Most patients will experience several remissions and several relapses throughout their disease course. That’s why after the initial treatment for multiple myeloma, follow-up care is essential. Maintenance therapy to reduce the risk of relapse, or catching relapse early, are essential steps to managing the disease. During regular check-ups, the following may be performed to check for signs of relapse:

  • Blood and urine tests.
  • Biopsies for bone-marrow evaluation.
  • Imaging scans for bone evaluation.

You may also experience symptoms when you’re relapsing, which may be similar to or different than the initial onset of multiple myeloma. Symptoms may include bone pain, broken bones from a minor injury, shortness of breath, fatigue, easily bruised skin, or extreme thirst. You may not experience any symptoms. Therefore, it’s very important not to miss your check-ups.

Your treatment plan for relapsed multiple myeloma depends on how long your multiple myeloma has been in remission, the treatment you had before, how well the treatments you have had worked, and your general health. The approach might include:

  • Watchful waiting (for slow-progressing, stable disease).
  • The same treatment you initially had.
  • A stem cell transplant.
  • The combination of different therapies.
  • Recommendation of a clinical trial with new therapies.

Relapsed/Refractory multiple myeloma, or RRMM, describes when multiple myeloma comes back but doesn’t respond to the same therapies that worked before. It’s important to note that there’s no standard therapy approach for patients who develop the condition.

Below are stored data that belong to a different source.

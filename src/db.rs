//! Database connection pool and migration management.
//!
//! This module provides utilities for:
//! - Creating and managing a PostgreSQL connection pool
//! - Running database migrations automatically

use sqlx::{Pool, Postgres};

/// Type alias for PostgreSQL connection pool.
pub type DbPool = Pool<Postgres>;

/// Create a new PostgreSQL connection pool.
///
/// The pool is shared by every request handler and by the import commands.
///
/// # Errors
///
/// Returns an error if:
/// - Database connection string is invalid
/// - Cannot connect to PostgreSQL server
/// - Database authentication fails
pub async fn create_pool(database_url: &str, max_connections: u32) -> Result<DbPool, sqlx::Error> {
    sqlx::postgres::PgPoolOptions::new()
        .max_connections(max_connections)
        .connect(database_url)
        .await
}

/// Run database migrations from the `migrations/` directory.
///
/// Migrations are tracked in the `_sqlx_migrations` table, so each one runs only once.
pub async fn run_migrations(pool: &DbPool) -> Result<(), sqlx::migrate::MigrateError> {
    sqlx::migrate!("./migrations").run(pool).await
}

Multiple myeloma can be difficult to cope with. Knowing that it is going to come back at some point but not knowing when is especially hard. The time between remission and relapse varies from person to person. Some people have months and others have years. Paying attention to your emotional health is critical as is talking to your healthcare provider about your situation so you know what to expect.

While there’s no sure way to lower the risk of relapse, maintaining a healthy weight, getting enough rest, abstaining from smoking, getting regular physical exercise, and eating a well-rounded diet may benefit your general health.